| Supplied records |
------------------------------------

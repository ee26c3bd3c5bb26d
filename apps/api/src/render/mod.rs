//! Rendering: converts validated HTML into a PDF through an external service.
//!
//! `Renderer` is the single capability; `PdfLayerRenderer` and
//! `SelectPdfRenderer` are the two implementations. Which one is primary and
//! which (if any) is the fallback is decided once at startup from config and
//! wired into a `RendererChain`.

use std::sync::Arc;

use anyhow::{anyhow, Result};
use async_trait::async_trait;
use bytes::Bytes;
use thiserror::Error;

use crate::config::{Config, RendererKind};
use crate::errors::AppError;

pub mod chain;
pub mod pdflayer;
pub mod selectpdf;

pub use chain::RendererChain;
pub use pdflayer::PdfLayerRenderer;
pub use selectpdf::SelectPdfRenderer;

pub const PDF_MEDIA_TYPE: &str = "application/pdf";
const PDF_MAGIC: &[u8] = b"%PDF-";
/// Upstream error bodies are clipped to this many characters.
const MAX_ERROR_BODY_CHARS: usize = 500;

/// Markup and the PDF it was converted into. Transient: returned to the
/// caller, never stored.
#[derive(Debug, Clone)]
pub struct RenderedDocument {
    pub markup: String,
    pub binary: Bytes,
    pub media_type: String,
}

#[derive(Debug, Error)]
pub enum RenderError {
    #[error("No HTML provided")]
    NoMarkup,

    #[error("{service} request timed out")]
    Timeout { service: &'static str },

    #[error("{service} HTTP error: {source}")]
    Http {
        service: &'static str,
        #[source]
        source: reqwest::Error,
    },

    #[error("{service} API failed with status: {status}")]
    Status {
        service: &'static str,
        status: u16,
        body: String,
    },

    #[error("{service} did not return a PDF (content type: {content_type})")]
    NotPdf {
        service: &'static str,
        content_type: String,
        body: String,
    },

    #[error("{service} returned an empty payload")]
    EmptyPayload { service: &'static str },

    #[error("{service} returned a payload without a PDF header")]
    NotPdfPayload { service: &'static str },

    #[error("all renderers failed: {}", describe_failures(.failures))]
    AllFailed { failures: Vec<RenderError> },
}

impl RenderError {
    fn from_reqwest(service: &'static str, source: reqwest::Error) -> Self {
        if source.is_timeout() {
            RenderError::Timeout { service }
        } else {
            RenderError::Http { service, source }
        }
    }

    /// Upstream-provided error text, if any.
    pub fn details(&self) -> Option<String> {
        match self {
            RenderError::Status { body, .. } | RenderError::NotPdf { body, .. } => {
                Some(body.clone()).filter(|b| !b.is_empty())
            }
            RenderError::AllFailed { failures } => {
                let details: Vec<String> = failures.iter().filter_map(|f| f.details()).collect();
                (!details.is_empty()).then(|| details.join(" | "))
            }
            _ => None,
        }
    }
}

fn describe_failures(failures: &[RenderError]) -> String {
    failures
        .iter()
        .map(ToString::to_string)
        .collect::<Vec<_>>()
        .join("; ")
}

impl From<RenderError> for AppError {
    fn from(e: RenderError) -> Self {
        AppError::RenderFailed {
            message: format!("Failed to generate PDF: {e}"),
            details: e.details(),
        }
    }
}

/// One markup string in, one PDF (or an explicit failure) out.
#[async_trait]
pub trait Renderer: Send + Sync {
    /// `document_name` is a filename hint some services embed in the PDF.
    async fn render(&self, markup: &str, document_name: &str)
        -> Result<RenderedDocument, RenderError>;

    fn name(&self) -> &'static str;
}

/// Reads a conversion response: a non-success status carries the upstream
/// body, anything else goes through `verify_pdf_response`.
pub(crate) async fn read_pdf_response(
    service: &'static str,
    response: reqwest::Response,
) -> Result<Bytes, RenderError> {
    let status = response.status();
    if !status.is_success() {
        let body = response.text().await.unwrap_or_default();
        return Err(RenderError::Status {
            service,
            status: status.as_u16(),
            body: clip(&body),
        });
    }

    let content_type = response
        .headers()
        .get(reqwest::header::CONTENT_TYPE)
        .and_then(|v| v.to_str().ok())
        .map(str::to_string);
    let body = response
        .bytes()
        .await
        .map_err(|e| RenderError::from_reqwest(service, e))?;

    verify_pdf_response(service, content_type.as_deref(), body)
}

/// Checks a conversion response before anything trusts it as a PDF.
///
/// A wrong declared content type means the body is an error message, which is
/// attached to the error rather than returned as a document.
pub fn verify_pdf_response(
    service: &'static str,
    content_type: Option<&str>,
    body: Bytes,
) -> Result<Bytes, RenderError> {
    let content_type = content_type.unwrap_or_default();
    if !content_type.to_ascii_lowercase().contains(PDF_MEDIA_TYPE) {
        return Err(RenderError::NotPdf {
            service,
            content_type: content_type.to_string(),
            body: clip(&String::from_utf8_lossy(&body)),
        });
    }
    ensure_pdf_payload(service, &body)?;
    Ok(body)
}

/// Rejects empty payloads and payloads without the `%PDF-` header.
pub fn ensure_pdf_payload(service: &'static str, body: &[u8]) -> Result<(), RenderError> {
    if body.is_empty() {
        return Err(RenderError::EmptyPayload { service });
    }
    if !body.starts_with(PDF_MAGIC) {
        return Err(RenderError::NotPdfPayload { service });
    }
    Ok(())
}

fn clip(text: &str) -> String {
    let text = text.trim();
    if text.chars().count() > MAX_ERROR_BODY_CHARS {
        text.chars().take(MAX_ERROR_BODY_CHARS).collect::<String>() + "..."
    } else {
        text.to_string()
    }
}

/// Builds the renderer chain selected by config.
pub fn build_renderer_chain(config: &Config) -> Result<RendererChain> {
    let primary = build_renderer(config, config.primary_renderer)?;
    let fallback = config
        .fallback_renderer
        .map(|kind| build_renderer(config, kind))
        .transpose()?;
    Ok(RendererChain::new(primary, fallback))
}

fn build_renderer(config: &Config, kind: RendererKind) -> Result<Arc<dyn Renderer>> {
    let renderer: Arc<dyn Renderer> = match kind {
        RendererKind::PdfLayer => {
            let cfg = config
                .pdflayer
                .clone()
                .ok_or_else(|| anyhow!("pdflayer enabled without configuration"))?;
            Arc::new(PdfLayerRenderer::new(cfg)?)
        }
        RendererKind::SelectPdf => {
            let cfg = config
                .selectpdf
                .clone()
                .ok_or_else(|| anyhow!("selectpdf enabled without configuration"))?;
            Arc::new(SelectPdfRenderer::new(cfg)?)
        }
    };
    Ok(renderer)
}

------------------------------------

Please copy, exactly as written, every line in the listing above from the line with "wired into a" up to and including the line with "pub enum RenderError".

| Problem solution |
//! wired into a `RendererChain`.

use std::sync::Arc;

use anyhow::{anyhow, Result};
use async_trait::async_trait;
use bytes::Bytes;
use thiserror::Error;

use crate::config::{Config, RendererKind};
use crate::errors::AppError;

pub mod chain;
pub mod pdflayer;
pub mod selectpdf;

pub use chain::RendererChain;
pub use pdflayer::PdfLayerRenderer;
pub use selectpdf::SelectPdfRenderer;

pub const PDF_MEDIA_TYPE: &str = "application/pdf";
const PDF_MAGIC: &[u8] = b"%PDF-";
/// Upstream error bodies are clipped to this many characters.
const MAX_ERROR_BODY_CHARS: usize = 500;

/// Markup and the PDF it was converted into. Transient: returned to the
/// caller, never stored.
#[derive(Debug, Clone)]
pub struct RenderedDocument {
    pub markup: String,
    pub binary: Bytes,
    pub media_type: String,
}

#[derive(Debug, Error)]
pub enum RenderError {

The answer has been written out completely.